City promises 'range of housing' as $34M in funding announced for Regina's Railyard Renewal Project

A $500-million residential development project planned for a former Regina railyard may still be years away from producing an actual neighbourhood, but on Friday, it got surge of cash.

City, province and fed each promised $11.2M for residential development project on Friday

Three tiers of government promised $33.6 million for the Regina Railyard Renewal project on Friday. The 8.1-hectare (17.5-acre) area currently sits vacant in central Regina. (Alec Salloum/CBC Saskatchewan)

A $500-million residential development project planned for a former Regina railyard may still be years away from producing an actual neighbourhood, but on Friday, it got a surge of cash.

A total of $33.6 million in funding was announced for the Railyard Renewal Project from the city, provincial and federal governments.

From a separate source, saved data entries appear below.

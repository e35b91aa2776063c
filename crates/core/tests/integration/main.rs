//! Engine-level scenarios for the TLB, the frame table and the MMU session.


mod demand_paging;
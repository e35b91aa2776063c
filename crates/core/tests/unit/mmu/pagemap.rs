use std::fs;
use std::path::Path;

use pagewalk::common::constants::{PM_FILE, PM_PRESENT, PM_SOFT_DIRTY, PM_SWAPPED};
use pagewalk::{MappingError, MappingSource, ProcPagemap, RawMapping, VirtAddr};
use pretty_assertions::assert_eq;
use tempfile::TempDir;

/// Writes `entries` as `<root>/<pid>/pagemap`.
fn fake_proc(pid: u32, entries: &[u64]) -> TempDir {
    let root = tempfile::tempdir().unwrap();
    let dir = root.path().join(pid.to_string());
    fs::create_dir(&dir).unwrap();
    let bytes: Vec<u8> = entries.iter().flat_map(|e| e.to_ne_bytes()).collect();
    fs::write(dir.join("pagemap"), bytes).unwrap();
    root
}

fn page(vpn: u64) -> VirtAddr {
    VirtAddr::new((vpn << 12) | 0x123)
}

#[test]
fn test_decode_present_entry() {
    let m = RawMapping::from_pagemap(PM_PRESENT | PM_SOFT_DIRTY | 0x1A2B3);
    assert_eq!(
        m,
        RawMapping {
            present: true,
            swapped: false,
            pfn: 0x1A2B3,
            swap_offset: 0,
            file_backed: false,
            soft_dirty: true,
        }
    );
}

#[test]
fn test_decode_swapped_entry() {
    let m = RawMapping::from_pagemap(PM_SWAPPED | 0x4242);
    assert!(!m.present);
    assert!(m.swapped);
    assert_eq!(m.swap_offset, 0x4242);
    assert_eq!(m.pfn, 0);
}

#[test]
fn test_decode_absent_entry() {
    assert_eq!(RawMapping::from_pagemap(0), RawMapping::absent());
    assert!(RawMapping::from_pagemap(PM_FILE).file_backed);
}

#[test]
fn test_decode_present_and_swapped_keeps_frame() {
    let m = RawMapping::from_pagemap(PM_PRESENT | PM_SWAPPED | 0x77);
    assert!(m.present);
    assert_eq!(m.pfn, 0x77);
    assert_eq!(m.swap_offset, 0);
}

#[test]
fn test_pagemap_path() {
    let pm = ProcPagemap::with_root("/tmp/fakeproc");
    assert_eq!(pm.pagemap_path(42), Path::new("/tmp/fakeproc/42/pagemap"));
    assert_eq!(ProcPagemap::new().root(), Path::new("/proc"));
}

#[test]
fn test_reads_entry_at_vpn_offset() {
    let root = fake_proc(1234, &[0, PM_SWAPPED | 0x99, PM_PRESENT | 0xABC]);
    let pm = ProcPagemap::with_root(root.path());

    assert_eq!(pm.fetch_raw_mapping(1234, page(0)).unwrap(), RawMapping::absent());
    assert_eq!(
        pm.fetch_raw_mapping(1234, page(1)).unwrap(),
        RawMapping::swapped_out(0x99)
    );
    assert_eq!(
        pm.fetch_raw_mapping(1234, page(2)).unwrap(),
        RawMapping::resident(0xABC)
    );
}

#[test]
fn test_reads_are_fresh_each_call() {
    let root = fake_proc(7, &[PM_PRESENT | 0x10]);
    let pm = ProcPagemap::with_root(root.path());
    assert_eq!(pm.fetch_raw_mapping(7, page(0)).unwrap().pfn, 0x10);

    let path = pm.pagemap_path(7);
    fs::write(&path, (PM_PRESENT | 0x20).to_ne_bytes()).unwrap();
    assert_eq!(pm.fetch_raw_mapping(7, page(0)).unwrap().pfn, 0x20);
}

#[test]
fn test_missing_process_is_io_error() {
    let root = tempfile::tempdir().unwrap();
    let pm = ProcPagemap::with_root(root.path());
    match pm.fetch_raw_mapping(99, page(0)) {
        Err(MappingError::Io { path, .. }) => assert_eq!(path, pm.pagemap_path(99)),
        other => panic!("expected Io error, got {:?}", other),
    }
}

#[test]
fn test_truncated_entry_is_short_read() {
    let root = tempfile::tempdir().unwrap();
    let dir = root.path().join("5");
    fs::create_dir(&dir).unwrap();
    fs::write(dir.join("pagemap"), [0u8; 20]).unwrap();
    let pm = ProcPagemap::with_root(root.path());

    match pm.fetch_raw_mapping(5, page(2)) {
        Err(MappingError::ShortRead { len, .. }) => assert_eq!(len, 4),
        other => panic!("expected ShortRead, got {:?}", other),
    }
}

#[test]
fn test_read_past_end_is_short_read() {
    let root = fake_proc(5, &[PM_PRESENT | 1]);
    let pm = ProcPagemap::with_root(root.path());
    assert!(matches!(
        pm.fetch_raw_mapping(5, page(10)),
        Err(MappingError::ShortRead { len: 0, .. })
    ));
}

The 8.1-hectare (17.5-acre) railyard off Dewdney Avenue has long been vacant, with redevelopment announced in 2015. 

The money announced Friday will be earmarked to improve Dewdney Avenue and to clean up the site of the future residential neighbourhood.

The city purchased the former Canadian Pacific Rail Yards land in 2012, with the plan for the intermodal yards to be relocated to the Global Transportation Hub on the outskirts of the city. Since then, the city's website says, rail tracks and intermodal infrastructure have been removed.

In 2012, the city struck a deal to buy 8.1 hectares of land north of the downtown from Canadian Pacific Railway. (City of Regina)

Part of the money announced Friday will also go toward widening existing sidewalks and creating new sidewalks on the south side of the avenue.

A pedestrian bridge is also planned, linking the downtown to the Warehouse District by an elevated walkway.

"This way the walkway would actually provide a way for pedestrians to easily flow between the two areas," said Regina said Mayor Michael Fougere. "That will definitely happen as part of the construction in the future."

Fougere said the bridge will be a big part of making the neighbourhood viable. 

It remains to be seen what the neighbourhood will actually look like, but the mayor promises the city will listen to the community's desires.

"What's possible? What could we have here? I mean, it could be anything from a hockey rink to baseball diamonds to restaurants to libraries," said Fougere.

"The idea is that council is not going to dictate themselves what it will be. It's the community that says what they want."

City Coun. Bob Hawkins said housing will be crucial the new development and to revitalizing Regina's downtown.

North Central is often called a "food desert," given the area's relative lack of grocery stores and access to healthy food.

Given that there are no grocery stores in the area, Hawkins said city council is considering a large covered farmers market in the railway neighbourhood.

"We want a diversity of housing. So I think you can expect to see, as the plans roll out, affordable housing. I think you can see a whole range of housing," said Hawkins.

According to the Canadian Mortgage and Housing Corporation, in 2017, Regina had a glut of condos on the market and an apartment vacancy rate of seven per cent — one of the highest rates in Canada.

But Hawkins says the current chill in the housing market and overabundance of rentals is only a temporary issue.

"There's not going to be a vacancy rate for much longer. We're planning for a city of 300,000 people and we're going to need housing for those people, and we're going to need a lot of that housing to be downtown."

Since 2016, Regina has led Canada in population growth and is now estimated to have a population of 253,200.

Fougere said there will be some early activity on the renewal project next year and 2020 development should start by 2020, though the project is expected to take 15 to 20 years to complete.